Вера Давыдовна рассмеялась, не сводя с меня взгляда.

За полночь мы вышли прогуляться.

Конь, извинившись, попрощался: его ждала Сикильдявка. Набравшегося Павла и Катю - "Хватит, довольно, пора баиньки, у меня и без того ножки бантиком!" - мы посадили в такси - и остались вдвоем.

Откуда-то из чернозвездных небесных глубин падал редкий снег. Ярко светили уличные фонари. Я взял Веру Давыдовну за руку - она была в детских варежках - и повел куда глаза глядят.

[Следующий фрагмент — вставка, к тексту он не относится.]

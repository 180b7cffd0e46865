//! Runtime value representation for formulas.
//!
//! Values mirror the JSON-like data handed out by data providers plus a native date/time
//! variant. They render, compare and serialise the way the formula editor expects: integral
//! numbers print without a fractional part and arrays print as comma-joined elements.

use std::cmp::Ordering;
use std::collections::BTreeMap;
use std::fmt::{self, Display};

use chrono::{DateTime, SecondsFormat, Utc};
use serde::{Deserialize, Deserializer, Serialize, Serializer};

mod coerce;
pub mod moment_format;

pub use coerce::*;

/// Runtime value produced by evaluating formulas.
#[derive(Debug, Clone, PartialEq)]
pub enum Value {
    Null,
    String(String),
    Number(f64),
    Boolean(bool),
    DateTime(DateTime<Utc>),
    Array(Vec<Value>),
    Object(BTreeMap<String, Value>),
}

impl Display for Value {
    fn fmt(&self, f: &mut fmt::Formatter<'_>) -> fmt::Result {
        match self {
            Value::Null => Ok(()),
            Value::String(text) => f.write_str(text),
            Value::Number(number) => f.write_str(&format_number(*number)),
            Value::Boolean(value) => write!(f, "{value}"),
            Value::DateTime(datetime) => {
                f.write_str(&datetime.to_rfc3339_opts(SecondsFormat::Millis, true))
            }
            Value::Array(items) => {
                for (idx, item) in items.iter().enumerate() {
                    if idx > 0 {
                        f.write_str(",")?;
                    }
                    write!(f, "{item}")?;
                }
                Ok(())
            }
            Value::Object(_) => {
                let json = serde_json::to_string(self).map_err(|_| fmt::Error)?;
                f.write_str(&json)
            }
        }
    }
}

/// Formats a number the way the editor displays it: `5` rather than `5.0`.
pub fn format_number(number: f64) -> String {
    if number.is_nan() {
        "NaN".to_string()
    } else if number.is_infinite() {
        let text = if number > 0.0 { "Infinity" } else { "-Infinity" };
        text.to_string()
    } else if number == 0.0 {
        // Avoids printing negative zero
        "0".to_string()
    } else {
        number.to_string()
    }
}

impl Value {
    /// Returns a static type name used in diagnostics.
    pub fn type_name(&self) -> &'static str {
        match self {
            Value::Null => "null",
            Value::String(_) => "text",
            Value::Number(_) => "number",
            Value::Boolean(_) => "boolean",
            Value::DateTime(_) => "date",
            Value::Array(_) => "array",
            Value::Object(_) => "object",
        }
    }

    pub fn as_str(&self) -> Option<&str> {
        match self {
            Value::String(text) => Some(text),
            _ => None,
        }
    }

    pub fn as_f64(&self) -> Option<f64> {
        match self {
            Value::Number(number) => Some(*number),
            _ => None,
        }
    }

    pub fn as_bool(&self) -> Option<bool> {
        match self {
            Value::Boolean(value) => Some(*value),
            _ => None,
        }
    }

    /// Type-sensitive equality: `1` and `'1'` are different values.
    ///
    /// Dates compare by instant, containers compare structurally.
    pub fn strict_equals(&self, other: &Value) -> bool {
        match (self, other) {
            (Value::Number(a), Value::Number(b)) => a == b,
            (Value::DateTime(a), Value::DateTime(b)) => a == b,
            (Value::Array(a), Value::Array(b)) => {
                a.len() == b.len() && a.iter().zip(b).all(|(x, y)| x.strict_equals(y))
            }
            (Value::Object(a), Value::Object(b)) => {
                a.len() == b.len()
                    && a.iter()
                        .zip(b)
                        .all(|((ka, va), (kb, vb))| ka == kb && va.strict_equals(vb))
            }
            _ => self == other,
        }
    }

    /// Orders two values when they are both numbers or both text.
    ///
    /// Returns `None` for any other pairing, which comparison functions surface as `null`.
    pub fn compare(&self, other: &Value) -> Option<Ordering> {
        match (self, other) {
            (Value::Number(a), Value::Number(b)) => a.partial_cmp(b),
            (Value::String(a), Value::String(b)) => Some(a.cmp(b)),
            _ => None,
        }
    }
}

impl From<f64> for Value {
    fn from(value: f64) -> Self {
        Value::Number(value)
    }
}

impl From<i64> for Value {
    fn from(value: i64) -> Self {
        Value::Number(value as f64)
    }
}

impl From<bool> for Value {
    fn from(value: bool) -> Self {
        Value::Boolean(value)
    }
}

impl From<String> for Value {
    fn from(value: String) -> Self {
        Value::String(value)
    }
}

impl From<&str> for Value {
    fn from(value: &str) -> Self {
        Value::String(value.to_string())
    }
}

impl From<DateTime<Utc>> for Value {
    fn from(value: DateTime<Utc>) -> Self {
        Value::DateTime(value)
    }
}

impl<T: Into<Value>> From<Vec<T>> for Value {
    fn from(values: Vec<T>) -> Self {
        Value::Array(values.into_iter().map(Into::into).collect())
    }
}

impl From<serde_json::Value> for Value {
    fn from(value: serde_json::Value) -> Self {
        match value {
            serde_json::Value::Null => Value::Null,
            serde_json::Value::Bool(value) => Value::Boolean(value),
            serde_json::Value::Number(number) => Value::Number(number.as_f64().unwrap_or_default()),
            serde_json::Value::String(text) => Value::String(text),
            serde_json::Value::Array(items) => {
                Value::Array(items.into_iter().map(Value::from).collect())
            }
            serde_json::Value::Object(entries) => Value::Object(
                entries
                    .into_iter()
                    .map(|(key, value)| (key, Value::from(value)))
                    .collect(),
            ),
        }
    }
}

impl From<Value> for serde_json::Value {
    fn from(value: Value) -> Self {
        match value {
            Value::Null => serde_json::Value::Null,
            Value::String(text) => serde_json::Value::String(text),
            Value::Number(number) => json_number(number),
            Value::Boolean(value) => serde_json::Value::Bool(value),
            Value::DateTime(datetime) => serde_json::Value::String(
                datetime.to_rfc3339_opts(SecondsFormat::Millis, true),
            ),
            Value::Array(items) => {
                serde_json::Value::Array(items.into_iter().map(Into::into).collect())
            }
            Value::Object(entries) => serde_json::Value::Object(
                entries
                    .into_iter()
                    .map(|(key, value)| (key, value.into()))
                    .collect(),
            ),
        }
    }
}

fn json_number(number: f64) -> serde_json::Value {
    if number.fract() == 0.0 && number.abs() < i64::MAX as f64 {
        serde_json::Value::from(number as i64)
    } else {
        // NaN and infinities have no JSON form
        serde_json::Number::from_f64(number)
            .map(serde_json::Value::Number)
            .unwrap_or(serde_json::Value::Null)
    }
}

impl Serialize for Value {
    fn serialize<S: Serializer>(&self, serializer: S) -> Result<S::Ok, S::Error> {
        match self {
            Value::Null => serializer.serialize_unit(),
            Value::String(text) => serializer.serialize_str(text),
            Value::Number(number) => json_number(*number).serialize(serializer),
            Value::Boolean(value) => serializer.serialize_bool(*value),
            Value::DateTime(datetime) => {
                serializer.serialize_str(&datetime.to_rfc3339_opts(SecondsFormat::Millis, true))
            }
            Value::Array(items) => serializer.collect_seq(items),
            Value::Object(entries) => serializer.collect_map(entries),
        }
    }
}

impl<'de> Deserialize<'de> for Value {
    fn deserialize<D: Deserializer<'de>>(deserializer: D) -> Result<Self, D::Error> {
        serde_json::Value::deserialize(deserializer).map(Value::from)
    }
}
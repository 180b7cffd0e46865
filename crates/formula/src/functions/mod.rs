//! Formula functions and the registry that owns them.
//!
//! Every function and operator implements [`FormulaFunction`]. The trait carries the
//! declared signature, the evaluation behaviour, descriptive metadata for the editor and the
//! hooks used by the rich-text converters. A [`FunctionRegistry`] is built once, then shared
//! read-only by every evaluation.

use std::collections::BTreeMap;
use std::fmt;

use crate::argument::ArgumentType;
use crate::context::RuntimeFormulaContext;
use crate::error::{FormulaError, FormulaResult};
use crate::rich_text::{EditorMode, Fragment, Node};
use crate::value::Value;

mod boolean;
mod condition;
mod date;
mod number;
mod text;

/// Editor grouping for a function. Informational only.
#[derive(Debug, Clone, Copy, PartialEq, Eq, Hash, PartialOrd, Ord)]
pub enum Category {
    Text,
    Number,
    Boolean,
    Date,
    Condition,
}

impl Category {
    pub const ALL: [Category; 5] = [
        Category::Text,
        Category::Number,
        Category::Boolean,
        Category::Date,
        Category::Condition,
    ];

    pub fn icon_class(&self) -> &'static str {
        match self {
            Category::Text => "iconoir-text",
            Category::Number => "baserow-icon-hashtag",
            Category::Boolean => "baserow-icon-circle-checked",
            Category::Date => "iconoir-calendar",
            Category::Condition => "iconoir-git-fork",
        }
    }
}

impl fmt::Display for Category {
    fn fmt(&self, f: &mut fmt::Formatter<'_>) -> fmt::Result {
        let name = match self {
            Category::Text => "text",
            Category::Number => "number",
            Category::Boolean => "boolean",
            Category::Date => "date",
            Category::Condition => "condition",
        };
        f.write_str(name)
    }
}

impl std::str::FromStr for Category {
    type Err = anyhow::Error;

    fn from_str(s: &str) -> Result<Self, Self::Err> {
        let lowered = s.to_lowercase();
        Category::ALL
            .into_iter()
            .find(|category| category.to_string() == lowered)
            .ok_or_else(|| anyhow::anyhow!("Unknown category: {}", s))
    }
}

/// Whether a function is called by name or written as an infix operator.
#[derive(Debug, Clone, Copy, PartialEq, Eq)]
pub enum FormulaKind {
    Function,
    Operator,
}

impl fmt::Display for FormulaKind {
    fn fmt(&self, f: &mut fmt::Formatter<'_>) -> fmt::Result {
        match self {
            FormulaKind::Function => f.write_str("function"),
            FormulaKind::Operator => f.write_str("operator"),
        }
    }
}

/// A documented call and the JSON rendering of its result.
#[derive(Debug, Clone, Copy, PartialEq, Eq)]
pub struct Example {
    pub formula: &'static str,
    pub result: &'static str,
}

impl Example {
    pub const fn new(formula: &'static str, result: &'static str) -> Self {
        Self { formula, result }
    }
}

/// A function or operator callable from a formula.
pub trait FormulaFunction: Send + Sync {
    /// Unique lowercase name.
    fn name(&self) -> &'static str;

    fn category(&self) -> Category;

    fn kind(&self) -> FormulaKind {
        FormulaKind::Function
    }

    /// Infix symbol, for operators only.
    fn operator_symbol(&self) -> Option<&'static str> {
        None
    }

    /// Declared arguments. `None` accepts any number of arguments of any type.
    fn args(&self) -> Option<&'static [ArgumentType]>;

    fn description(&self) -> &'static str;

    fn examples(&self) -> &'static [Example];

    fn icon_class(&self) -> &'static str {
        self.category().icon_class()
    }

    /// Evaluate the function with arguments already validated and parsed.
    fn execute(&self, context: &RuntimeFormulaContext, args: Vec<Value>) -> FormulaResult<Value>;

    fn validate_number_of_args(&self, args: &[Value]) -> bool {
        let Some(declared) = self.args() else {
            return true;
        };
        let required = declared.iter().filter(|arg| !arg.optional).count();
        (required..=declared.len()).contains(&args.len())
    }

    /// Returns the first argument failing its declared type, or `None` when all pass.
    fn validate_type_of_args<'a>(&self, args: &'a [Value]) -> Option<&'a Value> {
        let declared = self.args()?;
        args.iter()
            .zip(declared)
            .find(|(value, arg_type)| !arg_type.test(value))
            .map(|(value, _)| value)
    }

    fn validate_args(&self, args: &[Value], check_types: bool) -> FormulaResult<()> {
        if !self.validate_number_of_args(args) {
            return Err(FormulaError::InvalidNumberOfArguments {
                function: self.name().to_string(),
                args: args.to_vec(),
            });
        }
        if check_types {
            if let Some(argument) = self.validate_type_of_args(args) {
                return Err(FormulaError::InvalidFormulaArgumentType {
                    function: self.name().to_string(),
                    argument: argument.clone(),
                });
            }
        }
        Ok(())
    }

    fn parse_args(&self, args: Vec<Value>) -> FormulaResult<Vec<Value>> {
        let Some(declared) = self.args() else {
            return Ok(args);
        };
        args.into_iter()
            .zip(declared)
            .map(|(value, arg_type)| arg_type.parse(value).map_err(FormulaError::from))
            .collect()
    }

    /// Node type this function renders as, when it has its own editor component.
    fn component_type(&self) -> Option<&'static str> {
        None
    }

    /// Custom rich-text rendering. `None` uses the generic function or operator layout.
    fn to_rich_text(&self, _args: &[Fragment], _mode: EditorMode) -> Option<Fragment> {
        None
    }

    /// Formula text for this function's own component node.
    fn from_rich_text(&self, _node: &Node) -> Option<String> {
        None
    }
}

/// Registry of every callable function, keyed by lowercase name.
#[derive(Default)]
pub struct FunctionRegistry {
    functions: BTreeMap<String, Box<dyn FormulaFunction>>,
}

impl FunctionRegistry {
    /// Creates an empty registry.
    pub fn new() -> Self {
        Self::default()
    }

    /// Creates a registry holding the full built-in catalog.
    pub fn with_builtins() -> Self {
        let mut registry = Self::new();
        text::register(&mut registry);
        number::register(&mut registry);
        boolean::register(&mut registry);
        date::register(&mut registry);
        condition::register(&mut registry);
        registry
    }

    /// Adds a function, returning the one it replaced.
    pub fn register(
        &mut self,
        function: impl FormulaFunction + 'static,
    ) -> Option<Box<dyn FormulaFunction>> {
        let name = function.name().to_lowercase();
        let previous = self.functions.insert(name, Box::new(function));
        if let Some(previous) = &previous {
            log::warn!("replacing registered formula function `{}`", previous.name());
        }
        previous
    }

    /// Case-insensitive lookup.
    pub fn get(&self, name: &str) -> Option<&dyn FormulaFunction> {
        self.functions
            .get(&name.to_lowercase())
            .map(|function| function.as_ref())
    }

    /// All functions, ordered by name.
    pub fn get_all(&self) -> impl Iterator<Item = &dyn FormulaFunction> {
        self.functions.values().map(|function| function.as_ref())
    }

    /// The function owning rich-text nodes of `node_type`.
    pub fn by_component_type(&self, node_type: &str) -> Option<&dyn FormulaFunction> {
        self.get_all()
            .find(|function| function.component_type() == Some(node_type))
    }

    pub fn len(&self) -> usize {
        self.functions.len()
    }

    pub fn is_empty(&self) -> bool {
        self.functions.is_empty()
    }

    /// Validate, parse and execute `name` against already evaluated arguments.
    pub fn call(
        &self,
        name: &str,
        context: &RuntimeFormulaContext,
        args: Vec<Value>,
    ) -> FormulaResult<Value> {
        let function = self
            .get(name)
            .ok_or_else(|| FormulaError::UnknownFunction(name.to_string()))?;
        function.validate_args(&args, true)?;
        let parsed = function.parse_args(args)?;
        function.execute(context, parsed)
    }
}

/// Numeric argument at `index`; parsed number arguments are numbers or `Null`.
fn number_arg(function: &str, args: &[Value], index: usize) -> FormulaResult<f64> {
    args.get(index)
        .and_then(Value::as_f64)
        .ok_or_else(|| FormulaError::execution(function, format!("argument {index} is not a number")))
}

/// Text argument at `index`, `None` when an optional argument was left off.
fn text_arg(args: &[Value], index: usize) -> Option<&str> {
    args.get(index).and_then(Value::as_str)
}

fn bool_arg(args: &[Value], index: usize) -> bool {
    args.get(index).and_then(Value::as_bool).unwrap_or(false)
}

/// Argument at `index`, `Null` when absent.
fn any_arg(args: &[Value], index: usize) -> &Value {
    const NULL: &Value = &Value::Null;
    args.get(index).unwrap_or(NULL)
}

- Каким чудом вы попали в погранвойска, Борис? - спросила она. - Ведь вы пловец, да еще какой. Мне Катя говорила...

- Да. Но как всякий нормальный человек, я предпочитаю dry death сухую смерть, как выразился Просперо в "Буре". И потом выяснилось, что я не ошибся: я служил в Уссурийской тайге и впервые увидел, как тигр выходит из тени в полосу света - именно в этот миг у него вспыхивают глаза, и ничего красивее я не видел в жизни. Я вдруг понял, хотя это и покажется смешным, понял физиологически, почему Блейк сравнил подлинного Христа с тигром... Он и есть тигр для всех, кто верит в существование Копенгагена больше, чем в существование Бога. Побывав там, я, кажется, начал догадываться, почему мой прадед - у нас в семье его называли Другой Прадед или Другой Сартори искал страну счастья в тех краях... Бабушка говорит, что я выдался в него, в этого прадеда-бродягу.

- Бродягу?

Я рассказал ей о своих путешествиях в чужой и чуждый мне Кёнигсберг, признавшись, что ни там, ни здесь, невзирая на сохранившиеся признаки обломки - древнего города королей, я не чувствую себя собой. Может быть, потому, что я не уверен в возможности чуда на пути в Дамаск, а Кёнигсберг и был для меня неведомым градом Дамаском. Только я не был Савлом...

- Кёнигсберг - это мечта?

- Нет. Это скорее авантюра для травоядных, не желающих ничего знать о бездне, которая может разверзнуться в любой миг в любом месте. Я имею в виду ту бездну, которая скрыта в каждом человеке.

- Бр-р! - Вера Давыдовна взяла меня под руку. - Расскажите мне лучше о своем прадеде.

Я рассказал об Адаме Григорьеве-Сартори.